Since the 1980s many developing countries have implemented
macro-economic policy reforms to curb inflation, reduce fiscal deficits
and control foreign debt. The policy instruments used, such as exchange
rate adjustment, budget cuts, trade policy reforms, public expenditure
reviews and privatisation, have different and sometimes opposite
consequences for agricultural land use. During the same period awareness
was growing that deteriorating soil quality could become a limiting
factor to increase or even sustain agricultural production. As a result,
food availability and even accessibility for large population groups in
developing countries may be jeopardised in the near future. Recently,
quantitative models have made useful contributions to understanding the
impact of economic policy reforms on the sustainability of land use.
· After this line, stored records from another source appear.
use std::sync::Arc;
use std::time::Duration;

use taskdeck_core::backend::TaskTable;
use taskdeck_core::backend::memory::InMemoryTable;
use taskdeck_core::notice::{self, Notice, NoticeKind};
use taskdeck_core::session::{Identity, Session};
use taskdeck_core::store::TaskStore;
use taskdeck_core::task::{Priority, Status, TaskCreate, TaskPatch};
use taskdeck_core::view::{StatusFilter, status_counts, visible_tasks};
use tokio::sync::mpsc::UnboundedReceiver;
use uuid::Uuid;

struct Deck {
    table: Arc<InMemoryTable>,
    session: Session,
    store: TaskStore,
    notices: UnboundedReceiver<Notice>,
}

fn deck() -> Deck {
    deck_on(Arc::new(InMemoryTable::new()), Identity::new(Uuid::new_v4(), "ada@example.com"))
}

fn deck_on(table: Arc<InMemoryTable>, identity: Identity) -> Deck {
    let session = Session::signed_in(identity);
    let (notices, notices_rx) = notice::channel();
    let store = TaskStore::new(table.clone(), session.clone(), notices);
    Deck {
        table,
        session,
        store,
        notices: notices_rx,
    }
}

fn drain(notices: &mut UnboundedReceiver<Notice>) -> Vec<Notice> {
    let mut out = Vec::new();
    while let Ok(notice) = notices.try_recv() {
        out.push(notice);
    }
    out
}

async fn eventually(mut condition: impl FnMut() -> bool) -> bool {
    let deadline = tokio::time::Instant::now() + Duration::from_secs(2);
    loop {
        if condition() {
            return true;
        }
        if tokio::time::Instant::now() >= deadline {
            return false;
        }
        tokio::time::sleep(Duration::from_millis(10)).await;
    }
}

#[tokio::test]
async fn create_then_load_yields_backend_defaults() {
    let mut deck = deck();

    let report = deck
        .store
        .create(TaskCreate {
            title: "Write report".to_string(),
            description: None,
            priority: Some(Priority::High),
        })
        .await
        .unwrap();
    deck.store
        .create(TaskCreate::titled("Quick note"))
        .await
        .unwrap();

    deck.store.load().await.unwrap();
    let tasks = deck.store.tasks();
    assert_eq!(tasks.len(), 2);

    // Newest first: the second create leads the list.
    assert_eq!(tasks[0].title, "Quick note");
    assert_eq!(tasks[0].priority, Priority::Medium);
    assert!(tasks[0].description.is_none());

    assert_eq!(tasks[1].id, report.id);
    assert_eq!(tasks[1].title, "Write report");
    assert_eq!(tasks[1].status, Status::Todo);
    assert_eq!(tasks[1].priority, Priority::High);

    let notices = drain(&mut deck.notices);
    assert_eq!(notices.len(), 2);
    assert!(notices
        .iter()
        .all(|n| n.kind == NoticeKind::Success && n.message == "Task added!"));
}

#[tokio::test]
async fn blank_title_is_rejected_before_any_remote_call() {
    let mut deck = deck();
    let owner = deck.session.current_user().unwrap().id;

    assert!(deck
        .store
        .create(TaskCreate::titled("   "))
        .await
        .is_err());

    assert!(deck.store.tasks().is_empty());
    assert!(deck.table.list(owner).await.unwrap().is_empty());
    assert!(drain(&mut deck.notices).is_empty());
}

#[tokio::test]
async fn update_changes_exactly_the_requested_fields() {
    let deck = deck();
    let task = deck
        .store
        .create(TaskCreate {
            title: "Write report".to_string(),
            description: Some("quarterly numbers".to_string()),
            priority: Some(Priority::High),
        })
        .await
        .unwrap();

    let updated = deck
        .store
        .update(task.id, TaskPatch::status(Status::InProgress))
        .await
        .unwrap();

    assert_eq!(updated.status, Status::InProgress);
    assert_eq!(updated.id, task.id);
    assert_eq!(updated.title, task.title);
    assert_eq!(updated.description, task.description);
    assert_eq!(updated.priority, task.priority);
    assert_eq!(updated.created_at, task.created_at);
    assert!(updated.updated_at >= task.updated_at);

    // The mirror carries the merged record without a reload.
    assert_eq!(deck.store.tasks()[0], updated);
}

#[tokio::test]
async fn remove_then_load_never_returns_the_task() {
    let deck = deck();
    let task = deck
        .store
        .create(TaskCreate::titled("Ephemeral"))
        .await
        .unwrap();

    deck.store.remove(task.id).await.unwrap();
    assert!(deck.store.tasks().is_empty());

    deck.store.load().await.unwrap();
    assert!(!deck.store.tasks().iter().any(|t| t.id == task.id));
}

#[tokio::test]
async fn report_scenario_walks_statuses_and_counts() {
    let deck = deck();
    deck.store
        .create(TaskCreate::titled("Existing chore"))
        .await
        .unwrap();
    let baseline = status_counts(&deck.store.tasks());

    let report = deck
        .store
        .create(TaskCreate {
            title: "Write report".to_string(),
            description: None,
            priority: Some(Priority::High),
        })
        .await
        .unwrap();

    let tasks = deck.store.tasks();
    assert_eq!(tasks[0].id, report.id, "new task lists first");
    assert_eq!(tasks[0].status, Status::Todo);
    assert_eq!(tasks[0].priority, Priority::High);

    let counts = status_counts(&tasks);
    assert_eq!(counts.todo, baseline.todo + 1);

    deck.store
        .update(report.id, TaskPatch::status(Status::InProgress))
        .await
        .unwrap();
    let counts = status_counts(&deck.store.tasks());
    assert_eq!(counts.todo, baseline.todo);
    assert_eq!(counts.in_progress, baseline.in_progress + 1);

    deck.store.remove(report.id).await.unwrap();
    assert_eq!(status_counts(&deck.store.tasks()), baseline);
}

#[tokio::test]
async fn search_scenario_is_case_insensitive() {
    let deck = deck();
    deck.store
        .create(TaskCreate::titled("Buy milk"))
        .await
        .unwrap();
    deck.store
        .create(TaskCreate::titled("Write code"))
        .await
        .unwrap();

    let tasks = deck.store.tasks();
    let lower = visible_tasks(&tasks, StatusFilter::All, "milk");
    assert_eq!(lower.len(), 1);
    assert_eq!(lower[0].title, "Buy milk");
    assert_eq!(visible_tasks(&tasks, StatusFilter::All, "MILK"), lower);
}

#[tokio::test]
async fn failed_update_leaves_mirror_untouched_with_one_notice() {
    let mut deck = deck();
    let task = deck
        .store
        .create(TaskCreate::titled("Stable"))
        .await
        .unwrap();
    drain(&mut deck.notices);

    let before = deck.store.tasks();
    deck.table.fail_next("remote exploded");

    let err = deck
        .store
        .update(task.id, TaskPatch::status(Status::Completed))
        .await
        .unwrap_err();
    assert_eq!(err.to_string(), "remote exploded");

    assert_eq!(deck.store.tasks(), before);

    let notices = drain(&mut deck.notices);
    assert_eq!(notices.len(), 1);
    assert_eq!(notices[0].kind, NoticeKind::Error);
    assert_eq!(notices[0].message, "Could not update task");
}

#[tokio::test]
async fn failed_create_and_load_report_their_own_notices() {
    let mut deck = deck();
    deck.store
        .create(TaskCreate::titled("Survivor"))
        .await
        .unwrap();
    drain(&mut deck.notices);
    let before = deck.store.tasks();

    deck.table.fail_next("insert refused");
    assert!(deck
        .store
        .create(TaskCreate::titled("Doomed"))
        .await
        .is_err());
    assert_eq!(deck.store.tasks(), before);
    let notices = drain(&mut deck.notices);
    assert_eq!(notices.len(), 1);
    assert_eq!(notices[0].message, "Could not create task");

    deck.table.fail_next("list refused");
    assert!(deck.store.load().await.is_err());
    assert_eq!(deck.store.tasks(), before, "mirror survives a failed load");
    let notices = drain(&mut deck.notices);
    assert_eq!(notices.len(), 1);
    assert_eq!(notices[0].message, "Could not load your tasks");
}

#[tokio::test]
async fn remote_change_reloads_a_second_store() {
    let table = Arc::new(InMemoryTable::new());
    let identity = Identity::new(Uuid::new_v4(), "ada@example.com");

    let watcher_deck = deck_on(table.clone(), identity.clone());
    let writer_deck = deck_on(table, identity);
    watcher_deck.store.start();

    assert!(eventually(|| !watcher_deck.store.is_loading()).await);

    writer_deck
        .store
        .create(TaskCreate::titled("From the other tab"))
        .await
        .unwrap();

    assert!(
        eventually(|| watcher_deck
            .store
            .tasks()
            .iter()
            .any(|t| t.title == "From the other tab"))
        .await,
        "watcher store should pick up the remote insert"
    );

    writer_deck.store.stop();
    watcher_deck.store.stop();
}

#[tokio::test]
async fn sign_out_clears_and_sign_in_restores() {
    let deck = deck();
    deck.store.start();
    deck.store
        .create(TaskCreate::titled("Persistent"))
        .await
        .unwrap();
    assert!(eventually(|| !deck.store.tasks().is_empty()).await);

    let identity = deck.session.current_user().unwrap();
    deck.session.sign_out();
    assert!(
        eventually(|| deck.store.tasks().is_empty()).await,
        "mirror clears when the owning session ends"
    );

    deck.session.sign_in(identity);
    assert!(
        eventually(|| deck
            .store
            .tasks()
            .iter()
            .any(|t| t.title == "Persistent"))
        .await,
        "mirror reloads for the restored session"
    );

    deck.store.stop();
}

#[tokio::test]
async fn tasks_are_invisible_and_immutable_across_owners() {
    let table = Arc::new(InMemoryTable::new());
    let ada = deck_on(table.clone(), Identity::new(Uuid::new_v4(), "ada@example.com"));
    let mut grace = deck_on(table, Identity::new(Uuid::new_v4(), "grace@example.com"));

    let secret = ada
        .store
        .create(TaskCreate::titled("Ada's secret"))
        .await
        .unwrap();

    grace.store.load().await.unwrap();
    assert!(grace.store.tasks().is_empty());

    assert!(grace
        .store
        .update(secret.id, TaskPatch::status(Status::Completed))
        .await
        .is_err());
    assert!(grace.store.remove(secret.id).await.is_err());

    let notices = drain(&mut grace.notices);
    assert_eq!(notices.len(), 2);
    assert!(notices.iter().all(|n| n.kind == NoticeKind::Error));

    ada.store.load().await.unwrap();
    assert_eq!(ada.store.tasks()[0].status, Status::Todo);
}

#[tokio::test]
async fn operations_require_an_active_session() {
    let table: Arc<InMemoryTable> = Arc::new(InMemoryTable::new());
    let session = Session::new();
    let (notices, mut notices_rx) = notice::channel();
    let store = TaskStore::new(table, session, notices);

    assert!(store.create(TaskCreate::titled("Nobody's")).await.is_err());
    assert!(store
        .update(Uuid::new_v4(), TaskPatch::status(Status::Todo))
        .await
        .is_err());
    assert!(store.remove(Uuid::new_v4()).await.is_err());

    // Loading without a session resets to an empty, settled mirror.
    store.load().await.unwrap();
    assert!(store.tasks().is_empty());
    assert!(!store.is_loading());
    assert!(drain(&mut notices_rx).is_empty());
}
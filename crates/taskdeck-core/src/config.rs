use std::collections::HashMap;
use std::fs;
use std::path::{Path, PathBuf};
use std::sync::Arc;

use anyhow::{Context, anyhow};
use tracing::{debug, info, trace, warn};
use uuid::Uuid;

use crate::backend::TaskTable;
use crate::backend::memory::InMemoryTable;
use crate::backend::postgres::PostgresTable;
use crate::session::Identity;

#[derive(Debug, Clone)]
pub struct Config {
    map: HashMap<String, String>,
    pub loaded_files: Vec<PathBuf>,
}

impl Config {
    #[tracing::instrument(skip(rc_override))]
    pub fn load(rc_override: Option<&Path>) -> anyhow::Result<Self> {
        let mut cfg = Config {
            map: HashMap::new(),
            loaded_files: vec![],
        };

        cfg.map
            .insert("backend".to_string(), "memory".to_string());
        cfg.map.insert("color".to_string(), "on".to_string());

        let rc_path = resolve_rc_path(rc_override)?;
        if let Some(path) = rc_path {
            info!(rc = %path.display(), "loading taskdeckrc");
            cfg.load_file(&path)?;
        } else {
            debug!("no taskdeckrc found; using defaults");
        }

        Ok(cfg)
    }

    #[tracing::instrument(skip(self, overrides))]
    pub fn apply_overrides<I>(&mut self, overrides: I)
    where
        I: IntoIterator<Item = (String, String)>,
    {
        for (k, v) in overrides {
            debug!(key = %k, value = %v, "applying override");
            self.map.insert(k, v);
        }
    }

    pub fn get(&self, key: &str) -> Option<String> {
        self.map.get(key).cloned()
    }

    pub fn get_bool(&self, key: &str) -> Option<bool> {
        self.map.get(key).map(|v| parse_bool(v))
    }

    #[tracing::instrument(skip(self))]
    fn load_file(&mut self, path: &Path) -> anyhow::Result<()> {
        let path = expand_tilde(path);
        let text = fs::read_to_string(&path)
            .with_context(|| format!("failed to read {}", path.display()))?;

        self.loaded_files.push(path.clone());

        for (line_num, raw_line) in text.lines().enumerate() {
            let mut line = raw_line.trim();
            if line.is_empty() || line.starts_with('#') {
                continue;
            }

            if let Some((before, _)) = line.split_once('#') {
                line = before.trim();
            }
            if line.is_empty() {
                continue;
            }

            let (k, v) = line.split_once('=').ok_or_else(|| {
                anyhow!(
                    "invalid config line {}:{}: {}",
                    path.display(),
                    line_num + 1,
                    raw_line
                )
            })?;

            let key = k.trim().to_string();
            let value = v.trim().to_string();
            trace!(key = %key, value = %value, "loaded config key");
            self.map.insert(key, value);
        }

        Ok(())
    }
}

// Wires the configured remote table capability. `memory` is a
// process-local table for demos and tests; `postgres` talks to the
// hosted backend named by backend.url.
#[tracing::instrument(skip(cfg))]
pub fn resolve_table(cfg: &Config) -> anyhow::Result<Arc<dyn TaskTable>> {
    let backend = cfg.get("backend").unwrap_or_else(|| "memory".to_string());
    match backend.as_str() {
        "memory" => {
            info!("using in-memory backend");
            Ok(Arc::new(InMemoryTable::new()))
        }
        "postgres" => {
            let url = cfg
                .get("backend.url")
                .ok_or_else(|| anyhow!("backend.url is required for the postgres backend"))?;
            info!("using postgres backend");
            Ok(Arc::new(PostgresTable::connect(&url)?))
        }
        other => Err(anyhow!("unknown backend: {other}")),
    }
}

// The identity service proper lives outside this client; the CLI resolves
// the already-authenticated identity from configuration. With the memory
// backend an unset user.id falls back to a stable local identity.
#[tracing::instrument(skip(cfg))]
pub fn resolve_identity(cfg: &Config) -> anyhow::Result<Option<Identity>> {
    let email = cfg
        .get("user.email")
        .unwrap_or_else(|| "local@taskdeck".to_string());

    if let Some(raw) = cfg.get("user.id") {
        let id: Uuid = raw
            .parse()
            .with_context(|| format!("user.id is not a valid uuid: {raw}"))?;
        return Ok(Some(Identity::new(id, email)));
    }

    let backend = cfg.get("backend").unwrap_or_else(|| "memory".to_string());
    if backend == "memory" {
        debug!("no user.id configured; using local identity");
        return Ok(Some(Identity::new(Uuid::nil(), email)));
    }

    warn!("no user.id configured; commands will require sign-in");
    Ok(None)
}

#[tracing::instrument(skip(override_path))]
fn resolve_rc_path(override_path: Option<&Path>) -> anyhow::Result<Option<PathBuf>> {
    if let Some(path) = override_path {
        return Ok(Some(path.to_path_buf()));
    }

    if let Ok(rc_env) = std::env::var("TASKDECKRC") {
        if rc_env == "/dev/null" {
            return Ok(None);
        }
        return Ok(Some(PathBuf::from(rc_env)));
    }

    let home = dirs::home_dir().ok_or_else(|| anyhow!("cannot determine home directory"))?;
    let candidate = home.join(".taskdeckrc");
    if candidate.exists() {
        return Ok(Some(candidate));
    }

    Ok(None)
}

fn expand_tilde(path: &Path) -> PathBuf {
    let text = path.to_string_lossy();
    if let Some(rest) = text.strip_prefix("~/")
        && let Some(home) = dirs::home_dir()
    {
        return home.join(rest);
    }
    path.to_path_buf()
}

fn parse_bool(s: &str) -> bool {
    matches!(
        s.trim().to_ascii_lowercase().as_str(),
        "1" | "y" | "yes" | "on" | "true"
    )
}

#[cfg(test)]
mod tests {
    use std::io::Write;

    use super::*;

    #[test]
    fn defaults_select_memory_backend_and_color() {
        let mut file = tempfile::NamedTempFile::new().unwrap();
        writeln!(file, "# empty rc").unwrap();
        let cfg = Config::load(Some(file.path())).unwrap();
        assert_eq!(cfg.get("backend").as_deref(), Some("memory"));
        assert_eq!(cfg.get_bool("color"), Some(true));
    }

    #[test]
    fn missing_explicit_rc_file_is_an_error() {
        assert!(Config::load(Some(Path::new("/no/such/taskdeckrc"))).is_err());
    }

    #[test]
    fn rc_file_keys_and_comments_parse() {
        let mut file = tempfile::NamedTempFile::new().unwrap();
        writeln!(file, "# taskdeck rc").unwrap();
        writeln!(file, "backend = postgres").unwrap();
        writeln!(file, "backend.url = postgres://localhost/deck # local").unwrap();
        writeln!(file, "user.email = ada@example.com").unwrap();
        let cfg = Config::load(Some(file.path())).unwrap();

        assert_eq!(cfg.get("backend").as_deref(), Some("postgres"));
        assert_eq!(
            cfg.get("backend.url").as_deref(),
            Some("postgres://localhost/deck")
        );
        assert_eq!(cfg.get("user.email").as_deref(), Some("ada@example.com"));
        assert_eq!(cfg.loaded_files.len(), 1);
    }

    #[test]
    fn overrides_win_over_file_values() {
        let mut file = tempfile::NamedTempFile::new().unwrap();
        writeln!(file, "color = off").unwrap();
        let mut cfg = Config::load(Some(file.path())).unwrap();
        assert_eq!(cfg.get_bool("color"), Some(false));

        cfg.apply_overrides(vec![("color".to_string(), "on".to_string())]);
        assert_eq!(cfg.get_bool("color"), Some(true));
    }

    #[test]
    fn malformed_lines_are_rejected() {
        let mut file = tempfile::NamedTempFile::new().unwrap();
        writeln!(file, "backend postgres").unwrap();
        assert!(Config::load(Some(file.path())).is_err());
    }

    #[test]
    fn identity_resolution_rules() {
        let mut file = tempfile::NamedTempFile::new().unwrap();
        writeln!(file, "user.id = not-a-uuid").unwrap();
        let cfg = Config::load(Some(file.path())).unwrap();
        assert!(resolve_identity(&cfg).is_err());

        let mut file = tempfile::NamedTempFile::new().unwrap();
        let id = Uuid::new_v4();
        writeln!(file, "user.id = {id}").unwrap();
        writeln!(file, "user.email = ada@example.com").unwrap();
        let cfg = Config::load(Some(file.path())).unwrap();
        let identity = resolve_identity(&cfg).unwrap().unwrap();
        assert_eq!(identity.id, id);
        assert_eq!(identity.email, "ada@example.com");

        // Memory backend without user.id: stable local identity.
        let mut file = tempfile::NamedTempFile::new().unwrap();
        writeln!(file, "backend = memory").unwrap();
        let cfg = Config::load(Some(file.path())).unwrap();
        let identity = resolve_identity(&cfg).unwrap().unwrap();
        assert_eq!(identity.id, Uuid::nil());

        // Postgres backend without user.id: signed out.
        let mut file = tempfile::NamedTempFile::new().unwrap();
        writeln!(file, "backend = postgres").unwrap();
        let cfg = Config::load(Some(file.path())).unwrap();
        assert!(resolve_identity(&cfg).unwrap().is_none());
    }
}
They provide a consistent analytical framework to deal with complex
issues such as the direct and indirect effects of economic,
agricultural, environmental and population policies, the role of market
imperfections in transmitting economic policy signals, and the
interactions between soil quality, agricultural production and household
economic decision making. Different types of models can be
distinguished: bio- economic models, focussing on the link between farm
household decisions and the agricultural resource base, household and
village models, examining the impact of the socio-economic environment
on farm household decisions, and more aggregate models, analysing
interactions between sectors and their implications for sustainable land
use.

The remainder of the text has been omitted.